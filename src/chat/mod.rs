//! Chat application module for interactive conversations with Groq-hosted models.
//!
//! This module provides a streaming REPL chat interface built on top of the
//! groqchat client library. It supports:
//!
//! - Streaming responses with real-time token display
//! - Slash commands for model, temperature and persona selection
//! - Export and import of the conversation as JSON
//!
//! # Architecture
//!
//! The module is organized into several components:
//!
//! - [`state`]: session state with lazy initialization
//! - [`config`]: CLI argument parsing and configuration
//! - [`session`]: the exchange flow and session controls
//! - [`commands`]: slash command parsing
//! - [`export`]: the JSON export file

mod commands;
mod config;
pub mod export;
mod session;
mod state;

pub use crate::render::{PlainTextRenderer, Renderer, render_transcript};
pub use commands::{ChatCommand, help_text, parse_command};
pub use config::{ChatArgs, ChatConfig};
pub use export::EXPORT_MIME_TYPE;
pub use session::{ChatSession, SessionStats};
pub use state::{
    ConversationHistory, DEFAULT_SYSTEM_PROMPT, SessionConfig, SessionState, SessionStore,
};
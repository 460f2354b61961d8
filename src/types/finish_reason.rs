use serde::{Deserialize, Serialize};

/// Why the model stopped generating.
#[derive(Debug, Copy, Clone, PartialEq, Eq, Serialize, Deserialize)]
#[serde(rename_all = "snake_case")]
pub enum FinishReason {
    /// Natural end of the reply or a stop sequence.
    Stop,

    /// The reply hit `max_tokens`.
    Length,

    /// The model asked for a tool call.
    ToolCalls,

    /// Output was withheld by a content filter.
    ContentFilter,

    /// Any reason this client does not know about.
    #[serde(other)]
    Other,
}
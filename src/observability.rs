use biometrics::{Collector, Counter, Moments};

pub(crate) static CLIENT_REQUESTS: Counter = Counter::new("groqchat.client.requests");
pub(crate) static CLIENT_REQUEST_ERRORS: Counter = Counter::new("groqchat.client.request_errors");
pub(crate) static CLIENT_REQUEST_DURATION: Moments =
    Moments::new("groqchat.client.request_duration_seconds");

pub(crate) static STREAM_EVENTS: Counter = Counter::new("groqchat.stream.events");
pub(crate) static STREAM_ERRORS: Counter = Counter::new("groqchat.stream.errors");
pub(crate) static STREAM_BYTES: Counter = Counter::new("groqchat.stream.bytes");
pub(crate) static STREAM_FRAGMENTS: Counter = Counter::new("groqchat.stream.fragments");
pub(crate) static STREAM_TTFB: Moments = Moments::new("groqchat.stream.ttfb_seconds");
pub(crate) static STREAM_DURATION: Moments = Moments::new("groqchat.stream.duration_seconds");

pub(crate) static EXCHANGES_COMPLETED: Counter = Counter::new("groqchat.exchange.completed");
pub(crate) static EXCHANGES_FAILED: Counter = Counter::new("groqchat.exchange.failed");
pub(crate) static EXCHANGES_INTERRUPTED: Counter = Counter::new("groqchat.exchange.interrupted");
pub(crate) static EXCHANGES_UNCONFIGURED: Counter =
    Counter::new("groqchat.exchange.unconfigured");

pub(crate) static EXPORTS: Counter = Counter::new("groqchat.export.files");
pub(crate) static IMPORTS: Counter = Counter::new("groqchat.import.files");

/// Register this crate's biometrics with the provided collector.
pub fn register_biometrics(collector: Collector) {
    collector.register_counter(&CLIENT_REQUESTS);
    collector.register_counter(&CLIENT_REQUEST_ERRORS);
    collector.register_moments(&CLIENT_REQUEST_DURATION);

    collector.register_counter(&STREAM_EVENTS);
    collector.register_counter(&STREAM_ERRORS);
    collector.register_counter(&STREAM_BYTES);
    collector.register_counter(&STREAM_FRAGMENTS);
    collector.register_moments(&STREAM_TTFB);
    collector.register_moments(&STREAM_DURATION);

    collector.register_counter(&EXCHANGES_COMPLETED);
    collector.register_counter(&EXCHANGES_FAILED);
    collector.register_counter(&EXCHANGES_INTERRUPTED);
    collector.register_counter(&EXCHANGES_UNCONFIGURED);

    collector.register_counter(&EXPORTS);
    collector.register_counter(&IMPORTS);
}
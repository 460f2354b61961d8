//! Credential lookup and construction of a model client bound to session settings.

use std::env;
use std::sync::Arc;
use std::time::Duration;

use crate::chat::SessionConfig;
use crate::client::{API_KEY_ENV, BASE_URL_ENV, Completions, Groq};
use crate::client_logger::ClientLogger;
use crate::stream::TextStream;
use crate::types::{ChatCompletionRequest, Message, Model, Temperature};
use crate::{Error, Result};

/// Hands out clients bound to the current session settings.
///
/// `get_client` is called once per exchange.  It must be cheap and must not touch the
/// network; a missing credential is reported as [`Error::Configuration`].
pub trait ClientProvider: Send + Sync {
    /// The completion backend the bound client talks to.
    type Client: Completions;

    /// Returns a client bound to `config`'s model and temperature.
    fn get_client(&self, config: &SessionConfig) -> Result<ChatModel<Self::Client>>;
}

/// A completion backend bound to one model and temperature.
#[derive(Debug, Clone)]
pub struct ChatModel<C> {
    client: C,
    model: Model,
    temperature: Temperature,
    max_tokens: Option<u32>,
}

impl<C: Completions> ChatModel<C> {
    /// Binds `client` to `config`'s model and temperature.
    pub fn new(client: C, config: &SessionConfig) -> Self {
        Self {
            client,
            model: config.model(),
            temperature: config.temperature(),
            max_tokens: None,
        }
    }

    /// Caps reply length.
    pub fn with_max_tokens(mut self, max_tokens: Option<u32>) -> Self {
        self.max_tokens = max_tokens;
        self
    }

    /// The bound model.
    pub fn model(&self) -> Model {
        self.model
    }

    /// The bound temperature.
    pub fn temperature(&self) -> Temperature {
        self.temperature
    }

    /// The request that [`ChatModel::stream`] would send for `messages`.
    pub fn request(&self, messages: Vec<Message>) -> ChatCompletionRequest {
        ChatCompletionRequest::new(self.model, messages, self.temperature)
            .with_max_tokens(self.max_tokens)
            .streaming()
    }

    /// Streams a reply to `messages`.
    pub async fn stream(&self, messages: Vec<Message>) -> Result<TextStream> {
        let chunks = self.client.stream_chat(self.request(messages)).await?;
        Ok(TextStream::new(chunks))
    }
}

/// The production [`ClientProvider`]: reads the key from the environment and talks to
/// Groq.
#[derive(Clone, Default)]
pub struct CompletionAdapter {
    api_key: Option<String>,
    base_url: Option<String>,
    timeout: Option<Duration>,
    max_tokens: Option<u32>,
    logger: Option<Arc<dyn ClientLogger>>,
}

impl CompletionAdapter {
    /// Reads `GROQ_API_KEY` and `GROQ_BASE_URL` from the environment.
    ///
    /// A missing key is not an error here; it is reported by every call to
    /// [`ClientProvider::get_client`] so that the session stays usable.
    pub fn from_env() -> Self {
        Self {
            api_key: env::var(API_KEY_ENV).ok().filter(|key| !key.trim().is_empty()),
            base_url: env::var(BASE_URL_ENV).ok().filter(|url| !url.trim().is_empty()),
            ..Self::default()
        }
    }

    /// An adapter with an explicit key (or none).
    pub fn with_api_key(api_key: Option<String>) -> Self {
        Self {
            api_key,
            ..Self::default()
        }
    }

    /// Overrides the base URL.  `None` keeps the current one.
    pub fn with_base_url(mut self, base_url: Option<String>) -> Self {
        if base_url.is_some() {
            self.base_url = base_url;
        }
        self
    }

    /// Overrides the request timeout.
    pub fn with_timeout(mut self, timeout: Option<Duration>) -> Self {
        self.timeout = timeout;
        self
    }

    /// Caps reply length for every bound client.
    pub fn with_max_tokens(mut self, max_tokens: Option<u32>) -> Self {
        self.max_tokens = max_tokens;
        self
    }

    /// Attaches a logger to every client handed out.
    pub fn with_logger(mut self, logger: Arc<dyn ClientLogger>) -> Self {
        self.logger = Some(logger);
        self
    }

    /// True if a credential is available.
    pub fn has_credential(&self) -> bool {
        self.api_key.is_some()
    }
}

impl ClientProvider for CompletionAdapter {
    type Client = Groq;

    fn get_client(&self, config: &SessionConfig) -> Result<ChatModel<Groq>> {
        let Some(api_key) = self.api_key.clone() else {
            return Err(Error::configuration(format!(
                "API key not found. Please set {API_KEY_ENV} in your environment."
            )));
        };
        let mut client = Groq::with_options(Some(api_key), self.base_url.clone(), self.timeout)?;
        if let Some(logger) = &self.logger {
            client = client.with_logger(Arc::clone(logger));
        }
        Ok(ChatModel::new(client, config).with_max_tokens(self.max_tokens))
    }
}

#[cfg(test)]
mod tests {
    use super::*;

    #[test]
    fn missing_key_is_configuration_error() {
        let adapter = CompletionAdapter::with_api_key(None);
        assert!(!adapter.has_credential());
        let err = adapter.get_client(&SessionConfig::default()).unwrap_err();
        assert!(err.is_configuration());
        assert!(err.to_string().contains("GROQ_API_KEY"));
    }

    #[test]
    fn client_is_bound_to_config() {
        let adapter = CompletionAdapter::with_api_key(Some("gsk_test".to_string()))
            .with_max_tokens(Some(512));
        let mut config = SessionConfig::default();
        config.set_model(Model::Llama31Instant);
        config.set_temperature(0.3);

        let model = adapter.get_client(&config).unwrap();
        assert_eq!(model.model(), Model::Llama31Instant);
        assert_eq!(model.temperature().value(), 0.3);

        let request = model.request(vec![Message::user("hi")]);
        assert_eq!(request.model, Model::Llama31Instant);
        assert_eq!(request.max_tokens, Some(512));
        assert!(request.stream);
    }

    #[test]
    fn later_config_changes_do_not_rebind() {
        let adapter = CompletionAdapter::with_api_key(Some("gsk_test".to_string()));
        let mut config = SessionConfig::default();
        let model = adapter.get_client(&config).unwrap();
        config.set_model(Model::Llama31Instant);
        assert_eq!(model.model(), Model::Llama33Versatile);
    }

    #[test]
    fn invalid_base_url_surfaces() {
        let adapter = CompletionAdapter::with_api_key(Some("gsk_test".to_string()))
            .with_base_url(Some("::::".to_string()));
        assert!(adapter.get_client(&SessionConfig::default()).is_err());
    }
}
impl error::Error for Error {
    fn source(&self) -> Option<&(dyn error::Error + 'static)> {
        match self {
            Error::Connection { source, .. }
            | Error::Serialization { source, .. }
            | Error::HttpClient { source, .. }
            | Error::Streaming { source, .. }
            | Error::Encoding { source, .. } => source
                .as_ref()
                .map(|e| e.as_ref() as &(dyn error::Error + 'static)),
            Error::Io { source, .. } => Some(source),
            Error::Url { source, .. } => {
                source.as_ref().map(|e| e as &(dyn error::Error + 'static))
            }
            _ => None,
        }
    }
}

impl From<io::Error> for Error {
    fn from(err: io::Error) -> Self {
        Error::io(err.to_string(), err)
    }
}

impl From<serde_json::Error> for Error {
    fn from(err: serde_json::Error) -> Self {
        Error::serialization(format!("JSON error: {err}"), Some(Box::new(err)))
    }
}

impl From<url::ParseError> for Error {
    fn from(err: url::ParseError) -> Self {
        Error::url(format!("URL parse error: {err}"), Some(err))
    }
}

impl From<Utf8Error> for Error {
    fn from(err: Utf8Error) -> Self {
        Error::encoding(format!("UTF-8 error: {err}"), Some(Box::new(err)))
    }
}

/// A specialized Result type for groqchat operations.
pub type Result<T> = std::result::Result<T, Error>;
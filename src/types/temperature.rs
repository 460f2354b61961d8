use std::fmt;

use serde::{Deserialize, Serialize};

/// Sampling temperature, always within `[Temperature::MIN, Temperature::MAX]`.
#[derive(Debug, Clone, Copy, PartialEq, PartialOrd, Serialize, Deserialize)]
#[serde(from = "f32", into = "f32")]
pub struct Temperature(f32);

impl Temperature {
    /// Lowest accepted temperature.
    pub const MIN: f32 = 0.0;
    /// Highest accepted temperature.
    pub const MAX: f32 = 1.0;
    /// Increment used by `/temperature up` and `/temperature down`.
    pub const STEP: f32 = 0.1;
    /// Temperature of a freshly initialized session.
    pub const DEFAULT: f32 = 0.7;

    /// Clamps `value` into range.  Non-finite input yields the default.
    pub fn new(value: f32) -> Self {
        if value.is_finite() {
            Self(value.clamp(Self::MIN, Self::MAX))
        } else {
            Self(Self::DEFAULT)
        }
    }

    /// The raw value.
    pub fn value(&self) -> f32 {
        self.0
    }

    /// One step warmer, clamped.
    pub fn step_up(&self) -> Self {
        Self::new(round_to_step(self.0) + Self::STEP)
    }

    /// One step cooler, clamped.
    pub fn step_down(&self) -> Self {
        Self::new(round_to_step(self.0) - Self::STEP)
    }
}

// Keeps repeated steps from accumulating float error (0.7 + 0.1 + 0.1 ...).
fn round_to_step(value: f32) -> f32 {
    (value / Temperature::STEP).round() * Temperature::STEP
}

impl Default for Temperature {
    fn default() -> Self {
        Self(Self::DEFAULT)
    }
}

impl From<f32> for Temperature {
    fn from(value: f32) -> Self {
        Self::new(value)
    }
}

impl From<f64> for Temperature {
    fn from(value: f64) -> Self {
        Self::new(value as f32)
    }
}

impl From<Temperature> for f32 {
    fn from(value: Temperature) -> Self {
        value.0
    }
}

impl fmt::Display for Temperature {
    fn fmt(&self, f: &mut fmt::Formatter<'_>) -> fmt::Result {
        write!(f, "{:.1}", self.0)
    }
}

________________

*WHAT THIS TASK INVOLVES*: How many lines of the records contain the word "TextStream"? Reply with the number and nothing else.

*TASK RESPONSE*: 3